=== EXERCISE DATA ===

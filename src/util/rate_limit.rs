//! Rate limiting utilities

use governor::{
    clock::DefaultClock,
    state::{InMemoryState, NotKeyed},
    Quota, RateLimiter,
};
use std::num::NonZeroU32;
use std::sync::Arc;

/// Rate limiter type alias
pub type Limiter = RateLimiter<NotKeyed, InMemoryState, DefaultClock>;

/// Create a rate limiter with the specified permits per second
pub fn create_limiter(permits_per_second: u32) -> Arc<Limiter> {
    let quota = Quota::per_second(NonZeroU32::new(permits_per_second).unwrap_or(NonZeroU32::MIN));
    Arc::new(RateLimiter::direct(quota))
}

/// Presence publish rate limit (per local player)
pub const PRESENCE_RATE_LIMIT: u32 = 20; // Max 20 transform publishes per second

/// Caps how often the local player re-publishes its presence payload.
///
/// The simulation loop runs faster than the wire needs to see, so
/// transform updates that arrive over quota are silently skipped and
/// the next allowed frame carries the latest state instead.
#[derive(Clone)]
pub struct PresenceLimiter {
    limiter: Arc<Limiter>,
}

impl PresenceLimiter {
    pub fn new() -> Self {
        Self {
            limiter: create_limiter(PRESENCE_RATE_LIMIT),
        }
    }

    /// Check if a presence publish is allowed (returns true if allowed)
    pub fn check(&self) -> bool {
        self.limiter.check().is_ok()
    }
}

impl Default for PresenceLimiter {
    fn default() -> Self {
        Self::new()
    }
}
//! Wire types carried over the room channel
//! Presence payloads and broadcast events for peer sync

use serde::{Deserialize, Serialize};
use uuid::Uuid;

use crate::game::catalog::WeaponKind;
use crate::game::health::MAX_HEALTH;
use crate::util::time::unix_millis;

/// Player identity, stable for the lifetime of a session
pub type PlayerId = Uuid;

/// Broadcast event name for shots
pub const SHOOT_EVENT: &str = "shoot";

/// World-space vector
#[derive(Debug, Clone, Copy, PartialEq, Default, Serialize, Deserialize)]
pub struct Vec3 {
    pub x: f32,
    pub y: f32,
    pub z: f32,
}

impl Vec3 {
    pub const ZERO: Vec3 = Vec3 {
        x: 0.0,
        y: 0.0,
        z: 0.0,
    };

    pub fn new(x: f32, y: f32, z: f32) -> Self {
        Self { x, y, z }
    }

    pub fn length(&self) -> f32 {
        (self.x * self.x + self.y * self.y + self.z * self.z).sqrt()
    }

    /// Unit-length copy, or zero if the vector has no direction
    pub fn normalized(&self) -> Vec3 {
        let len = self.length();
        if len <= f32::EPSILON {
            return Vec3::ZERO;
        }
        Vec3::new(self.x / len, self.y / len, self.z / len)
    }
}

/// Presence payload published per player and mirrored to every peer
#[derive(Debug, Clone, PartialEq, Serialize, Deserialize)]
pub struct PlayerSnapshot {
    pub id: PlayerId,
    pub position: Vec3,
    pub rotation: Vec3,
    /// Display health carried on presence. Re-publishes always carry
    /// the full-health placeholder; authoritative health lives with
    /// each local simulation.
    pub health: f32,
    /// Publisher wall clock, unix millis
    pub timestamp: u64,
}

impl PlayerSnapshot {
    /// Payload for the initial presence track after joining a room
    pub fn spawn(id: PlayerId) -> Self {
        Self {
            id,
            position: Vec3::new(0.0, 1.0, 0.0),
            rotation: Vec3::ZERO,
            health: MAX_HEALTH,
            timestamp: unix_millis(),
        }
    }

    /// Payload for a transform re-publish
    pub fn transform(id: PlayerId, position: Vec3, rotation: Vec3) -> Self {
        Self {
            id,
            position,
            rotation,
            health: MAX_HEALTH,
            timestamp: unix_millis(),
        }
    }
}

/// Broadcast payload describing one fired shot
#[derive(Debug, Clone, PartialEq, Serialize, Deserialize)]
pub struct ShootEvent {
    pub player_id: PlayerId,
    pub origin: Vec3,
    pub direction: Vec3,
    pub weapon: WeaponKind,
    /// Shooter wall clock, unix millis
    pub timestamp: u64,
}

#[cfg(test)]
mod tests {
    use super::*;

    #[test]
    fn spawn_snapshot_starts_at_spawn_height_with_full_health() {
        let id = Uuid::new_v4();
        let snap = PlayerSnapshot::spawn(id);
        assert_eq!(snap.id, id);
        assert_eq!(snap.position, Vec3::new(0.0, 1.0, 0.0));
        assert_eq!(snap.health, MAX_HEALTH);
    }

    #[test]
    fn shoot_event_round_trips_through_json() {
        let event = ShootEvent {
            player_id: Uuid::new_v4(),
            origin: Vec3::new(1.0, 1.5, -2.0),
            direction: Vec3::new(0.0, 0.0, 1.0),
            weapon: WeaponKind::Smg,
            timestamp: unix_millis(),
        };
        let value = serde_json::to_value(&event).unwrap();
        assert_eq!(value["weapon"], "smg");
        let back: ShootEvent = serde_json::from_value(value).unwrap();
        assert_eq!(back, event);
    }

    #[test]
    fn normalized_handles_zero_vectors() {
        assert_eq!(Vec3::ZERO.normalized(), Vec3::ZERO);
        let unit = Vec3::new(3.0, 0.0, 4.0).normalized();
        assert!((unit.length() - 1.0).abs() < 1e-6);
    }
}
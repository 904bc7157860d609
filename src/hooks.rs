//! Hook units: per-phase executables discovered in the hooks directory.
//!
//! A unit is either a subdirectory holding any of the executables
//! `prehook`, `hook`, `posthook` (its capability set is exactly the entry
//! points present), or a plain executable file, which counts as a unit
//! offering only `hook`. Units run in lexicographic order of their names.
//!
//! Each entry point receives the current variable space as a YAML mapping
//! on stdin. A prehook may mutate: non-empty stdout must parse as a YAML
//! mapping and replaces the space; hook and posthook output is inherited.

use std::io::Write;
use std::os::unix::fs::PermissionsExt;
use std::path::{Path, PathBuf};
use std::process::{Command, Stdio};

use tracing::{debug, info};

use crate::error::Error;
use crate::vars::VariableSpace;

/// One discovered unit and the entry points it offers.
#[derive(Debug)]
pub struct HookUnit {
    pub name: String,
    pub prehook: Option<PathBuf>,
    pub hook: Option<PathBuf>,
    pub posthook: Option<PathBuf>,
}

/// Enumerate hook units, sorted by unit name.
///
/// A missing hooks directory yields no units.
pub fn discover(dir: &Path) -> Result<Vec<HookUnit>, Error> {
    let entries = match std::fs::read_dir(dir) {
        Ok(entries) => entries,
        Err(e) if e.kind() == std::io::ErrorKind::NotFound => {
            debug!(dir = %dir.display(), "no hooks directory");
            return Ok(Vec::new());
        }
        Err(e) => {
            return Err(hook_err(
                &dir.display().to_string(),
                format!("cannot read hooks directory: {e}"),
            ));
        }
    };

    let mut units = Vec::new();
    for entry in entries {
        let entry = entry.map_err(|e| {
            hook_err(
                &dir.display().to_string(),
                format!("cannot read hooks directory: {e}"),
            )
        })?;
        let path = entry.path();
        let name = entry.file_name().to_string_lossy().into_owned();

        if path.is_dir() {
            let unit = HookUnit {
                prehook: entry_point(&path, "prehook"),
                hook: entry_point(&path, "hook"),
                posthook: entry_point(&path, "posthook"),
                name,
            };
            if unit.prehook.is_some() || unit.hook.is_some() || unit.posthook.is_some() {
                units.push(unit);
            } else {
                debug!(unit = %unit.name, "unit offers no entry points, skipping");
            }
        } else if is_executable(&path) {
            units.push(HookUnit {
                name,
                prehook: None,
                hook: Some(path),
                posthook: None,
            });
        } else {
            debug!(path = %path.display(), "not executable, skipping");
        }
    }

    units.sort_by(|a, b| a.name.cmp(&b.name));
    Ok(units)
}

/// Run every prehook in unit order; each may replace the variable space.
pub fn run_prehooks(units: &[HookUnit], vars: &mut VariableSpace) -> Result<(), Error> {
    for unit in units {
        let Some(program) = &unit.prehook else {
            continue;
        };
        info!(unit = %unit.name, "running prehook");
        let stdout = run_phase(&unit.name, "prehook", program, vars, true)?;
        let stdout = stdout.unwrap_or_default();
        if stdout.trim().is_empty() {
            continue;
        }
        let doc: serde_yaml::Value = serde_yaml::from_str(&stdout).map_err(|e| {
            hook_err(&unit.name, format!("prehook output is not valid YAML: {e}"))
        })?;
        let serde_yaml::Value::Mapping(mapping) = doc else {
            return Err(hook_err(&unit.name, "prehook output is not a mapping".to_string()));
        };
        let mut replaced = VariableSpace::new();
        for (key, value) in mapping {
            let serde_yaml::Value::String(key) = key else {
                return Err(hook_err(&unit.name, "prehook output keys must be strings".to_string()));
            };
            replaced.insert(key, value);
        }
        debug!(unit = %unit.name, keys = replaced.len(), "prehook replaced variables");
        *vars = replaced;
    }
    Ok(())
}

/// Run every `hook` entry point in unit order.
pub fn run_hooks(units: &[HookUnit], vars: &VariableSpace) -> Result<(), Error> {
    for unit in units {
        if let Some(program) = &unit.hook {
            info!(unit = %unit.name, "running hook");
            run_phase(&unit.name, "hook", program, vars, false)?;
        }
    }
    Ok(())
}

/// Run every `posthook` entry point in unit order.
pub fn run_posthooks(units: &[HookUnit], vars: &VariableSpace) -> Result<(), Error> {
    for unit in units {
        if let Some(program) = &unit.posthook {
            info!(unit = %unit.name, "running posthook");
            run_phase(&unit.name, "posthook", program, vars, false)?;
        }
    }
    Ok(())
}

/// Execute one entry point, feeding the variable space as YAML on stdin.
/// Returns captured stdout when `capture` is set.
fn run_phase(
    unit: &str,
    phase: &str,
    program: &Path,
    vars: &VariableSpace,
    capture: bool,
) -> Result<Option<String>, Error> {
    let payload = serde_yaml::to_string(vars)
        .map_err(|e| hook_err(unit, format!("cannot serialize variables: {e}")))?;

    let mut cmd = Command::new(program);
    cmd.stdin(Stdio::piped());
    if capture {
        cmd.stdout(Stdio::piped());
    }
    let mut child = cmd
        .spawn()
        .map_err(|e| hook_err(unit, format!("cannot spawn {phase}: {e}")))?;

    // A hook is free not to read its stdin; a broken pipe here is fine.
    if let Some(mut stdin) = child.stdin.take() {
        let _ = stdin.write_all(payload.as_bytes());
    }

    let (status, stdout) = if capture {
        let output = child
            .wait_with_output()
            .map_err(|e| hook_err(unit, format!("cannot wait for {phase}: {e}")))?;
        let stdout = String::from_utf8_lossy(&output.stdout).into_owned();
        (output.status, Some(stdout))
    } else {
        let status = child
            .wait()
            .map_err(|e| hook_err(unit, format!("cannot wait for {phase}: {e}")))?;
        (status, None)
    };

    if !status.success() {
        return Err(hook_err(unit, format!("{phase} exited with {status}")));
    }
    Ok(stdout)
}

fn entry_point(unit_dir: &Path, name: &str) -> Option<PathBuf> {
    let path = unit_dir.join(name);
    is_executable(&path).then_some(path)
}

fn is_executable(path: &Path) -> bool {
    std::fs::metadata(path)
        .map(|meta| meta.is_file() && meta.permissions().mode() & 0o111 != 0)
        .unwrap_or(false)
}

fn hook_err(unit: &str, reason: String) -> Error {
    Error::HookError {
        unit: unit.to_string(),
        reason,
    }
}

===

#### EXERCISE DETAILS
Among the lines above, find those holding "false" and copy each one.

#### WRITTEN SOLUTION
            run_phase(&unit.name, "hook", program, vars, false)?;
            run_phase(&unit.name, "posthook", program, vars, false)?;
        .unwrap_or(false)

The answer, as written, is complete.